TASK DIRECTIONS
From the records, pick out and copy each line containing "StatusFilter".

DATA SUPPLIED
impl QueueController {
    pub fn new(
        store: Arc<dyn TicketStore>,
        notifier: Arc<dyn Notifier>,
        agent_id: impl Into<String>,
    ) -> Self {
        Self {
            store,
            notifier,
            agent_id: agent_id.into(),
            state: Mutex::new(QueueState::default()),
        }
    }

    /// Agent used when a caller does not name one.
    pub fn agent_id(&self) -> &str {
        &self.agent_id
    }

    /// Name of the backing store.
    pub fn store_name(&self) -> &str {
        self.store.name()
    }

    // =========================================================================
    // Actions
    // =========================================================================

    /// Replace the collection with the store's current list.
    pub async fn refresh(&self) -> Result<Vec<Ticket>, QueueError> {
        self.apply(QueueEvent::ErrorCleared);

        match self.call("list", self.store.list_tickets()).await {
            Ok(tickets) => {
                info!(count = tickets.len(), store = %self.store.name(), "Loaded tickets");
                self.apply(QueueEvent::Loaded(tickets.clone()));
                metrics::QUEUE_ACTIONS
                    .with_label_values(&["refresh", "success"])
                    .inc();
                Ok(tickets)
            }
            Err(e) => {
                let err = QueueError::from_store(e, FETCH_FALLBACK);
                self.apply(QueueEvent::Failed(err.to_string()));
                self.report_failure("refresh", &err, None);
                Err(err)
            }
        }
    }

    /// Validate and create a ticket. Invalid requests never reach the store.
    pub async fn create(&self, request: CreateTicketRequest) -> Result<Ticket, QueueError> {
        let request = request.trimmed();
        if let Err(errors) = validate_create_request(&request) {
            let err = QueueError::Validation(errors);
            self.report_failure("create", &err, None);
            return Err(err);
        }

        self.apply(QueueEvent::ErrorCleared);

        match self.call("create", self.store.create_ticket(request)).await {
            Ok(ticket) => {
                info!(ticket_id = %ticket.id, priority = %ticket.priority, "Ticket created");
                self.apply(QueueEvent::Created(ticket.clone()));
                metrics::QUEUE_ACTIONS
                    .with_label_values(&["create", "success"])
                    .inc();
                self.notifier
                    .notify(Notification::success(CREATED, Some(&ticket.id)));
                Ok(ticket)
            }
            Err(e) => {
                let err = QueueError::from_store(e, CREATE_FALLBACK);
                self.apply(QueueEvent::Failed(err.to_string()));
                self.report_failure("create", &err, None);
                Err(err)
            }
        }
    }

    /// Assign a ticket to `agent_id`.
    pub async fn assign(
        &self,
        ticket_id: &str,
        agent_id: &str,
    ) -> Result<AssignReceipt, QueueError> {
        self.assign_with("assign", ticket_id, agent_id, ASSIGNED)
            .await
    }

    /// Assign the highest-priority open ticket to `agent_id`.
    ///
    /// The pick is made from the local collection; if the store changed
    /// underneath, the store rejects the assignment and the failure is reported.
    pub async fn assign_next(&self, agent_id: &str) -> Result<AssignReceipt, QueueError> {
        let Some(next) = self.next_eligible() else {
            let err = QueueError::NoEligibleTicket;
            metrics::QUEUE_EMPTY.inc();
            self.apply(QueueEvent::Failed(err.to_string()));
            self.report_failure("assign_next", &err, None);
            return Err(err);
        };

        debug!(ticket_id = %next.id, priority = %next.priority, "Next eligible ticket");
        self.assign_with("assign_next", &next.id, agent_id, ASSIGNED_NEXT)
            .await
    }

    /// Resolve a ticket. The store decides whether the transition is allowed.
    pub async fn resolve(&self, ticket_id: &str) -> Result<ResolveReceipt, QueueError> {
        let guard = self.begin("resolve", ticket_id)?;

        let result = self
            .call("resolve", self.store.resolve_ticket(ticket_id))
            .await
            .map_err(|e| QueueError::from_store(e, RESOLVE_FALLBACK))
            .and_then(|receipt| {
                if receipt.id == ticket_id {
                    Ok(receipt)
                } else {
                    Err(mismatched_receipt(ticket_id, &receipt.id))
                }
            });

        match result {
            Ok(receipt) => {
                info!(ticket_id, "Ticket resolved");
                guard.finish(QueueEvent::Resolved {
                    ticket_id: ticket_id.to_string(),
                });
                metrics::QUEUE_ACTIONS
                    .with_label_values(&["resolve", "success"])
                    .inc();
                self.notifier
                    .notify(Notification::success(RESOLVED, Some(ticket_id)));
                Ok(receipt)
            }
            Err(err) => {
                guard.finish(QueueEvent::Failed(err.to_string()));
                self.report_failure("resolve", &err, Some(ticket_id));
                Err(err)
            }
        }
    }

    async fn assign_with(
        &self,
        action: &'static str,
        ticket_id: &str,
        agent_id: &str,
        success_message: &str,
    ) -> Result<AssignReceipt, QueueError> {
        let guard = self.begin(action, ticket_id)?;

        let result = self
            .call("assign", self.store.assign_ticket(ticket_id, agent_id))
            .await
            .map_err(|e| QueueError::from_store(e, ASSIGN_FALLBACK))
            .and_then(|receipt| {
                if receipt.id != ticket_id {
                    Err(mismatched_receipt(ticket_id, &receipt.id))
                } else if receipt.assignee == agent_id {
                    Ok(receipt)
                } else {
                    Err(QueueError::Conflict(format!(
                        "Ticket {} is assigned to {}",
                        ticket_id, receipt.assignee
                    )))
                }
            });

        match result {
            Ok(receipt) => {
                info!(ticket_id, agent_id, "Ticket assigned");
                guard.finish(QueueEvent::Assigned {
                    ticket_id: ticket_id.to_string(),
                    assignee: receipt.assignee.clone(),
                });
                metrics::QUEUE_ACTIONS
                    .with_label_values(&[action, "success"])
                    .inc();
                self.notifier
                    .notify(Notification::success(success_message, Some(ticket_id)));
                Ok(receipt)
            }
            Err(err) => {
                guard.finish(QueueEvent::Failed(err.to_string()));
                self.report_failure(action, &err, Some(ticket_id));
                Err(err)
            }
        }
    }

    /// Take the in-flight slot, or fail without touching the store.
    fn begin(&self, action: &'static str, ticket_id: &str) -> Result<InFlight<'_>, QueueError> {
        let mut state = lock(&self.state);
        if let Some(active_ticket_id) = state.active_ticket_id.clone() {
            let err = QueueError::ActionInFlight { active_ticket_id };
            drop(state);
            metrics::GUARD_REJECTIONS.inc();
            self.report_failure(action, &err, Some(ticket_id));
            return Err(err);
        }

        state.apply(QueueEvent::ActionStarted {
            ticket_id: ticket_id.to_string(),
        });
        Ok(InFlight {
            state: &self.state,
            released: false,
        })
    }

    /// Time a store call and count its failures.
    async fn call<T>(
        &self,
        operation: &'static str,
        fut: impl Future<Output = Result<T, TicketError>>,
    ) -> Result<T, TicketError> {
        let store = self.store.name().to_string();
        let start = Instant::now();
        let result = fut.await;
        metrics::STORE_CALL_DURATION
            .with_label_values(&[store.as_str(), operation])
            .observe(start.elapsed().as_secs_f64());

        if let Err(e) = &result {
            error!(store = %store, operation, error = %e, "Store call failed");
            metrics::STORE_CALL_ERRORS
                .with_label_values(&[store.as_str(), operation, store_error_kind(e)])
                .inc();
        }
        result
    }

    fn report_failure(&self, action: &'static str, err: &QueueError, ticket_id: Option<&str>) {
        warn!(action, ticket_id, kind = err.kind(), error = %err, "Queue action failed");
        metrics::QUEUE_ACTIONS
            .with_label_values(&[action, err.kind()])
            .inc();
        self.notifier
            .notify(Notification::error(err.to_string(), ticket_id));
    }

    fn apply(&self, event: QueueEvent) {
        lock(&self.state).apply(event);
    }

    // =========================================================================
    // Read accessors
    // =========================================================================

    /// Ordered view under the current filter.
    pub fn visible_tickets(&self) -> Vec<Ticket> {
        let state = lock(&self.state);
        engine::filter_view(&state.tickets, state.filter)
    }

    /// Ordered view under an explicit filter.
    pub fn view(&self, filter: StatusFilter) -> Vec<Ticket> {
        engine::filter_view(&lock(&self.state).tickets, filter)
    }

    /// The collection in store arrival order.
    pub fn all_tickets(&self) -> Vec<Ticket> {
        lock(&self.state).tickets.clone()
    }

    pub fn counts(&self) -> StatusCounts {
        engine::count_by_status(&lock(&self.state).tickets)
    }

    pub fn has_open_tickets(&self) -> bool {
        lock(&self.state)
            .tickets
            .iter()
            .any(|t| t.status.is_eligible())
    }

    /// The ticket assign-next would pick right now.
    pub fn next_eligible(&self) -> Option<Ticket> {
        engine::next_eligible(&lock(&self.state).tickets)
    }

    pub fn active_ticket_id(&self) -> Option<String> {
        lock(&self.state).active_ticket_id.clone()
    }

    pub fn last_error(&self) -> Option<String> {
        lock(&self.state).last_error.clone()
    }

    pub fn clear_error(&self) {
        self.apply(QueueEvent::ErrorCleared);
    }

    pub fn filter(&self) -> StatusFilter {
        lock(&self.state).filter
    }

    pub fn set_filter(&self, filter: StatusFilter) {
        debug!(filter = %filter, "Queue filter changed");
        self.apply(QueueEvent::FilterChanged(filter));
    }

    /// Copy of the whole controller state.
    pub fn snapshot(&self) -> QueueState {
        lock(&self.state).clone()
    }
}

SOLVED PROBLEM
    pub fn view(&self, filter: StatusFilter) -> Vec<Ticket> {
    pub fn filter(&self) -> StatusFilter {
    pub fn set_filter(&self, filter: StatusFilter) {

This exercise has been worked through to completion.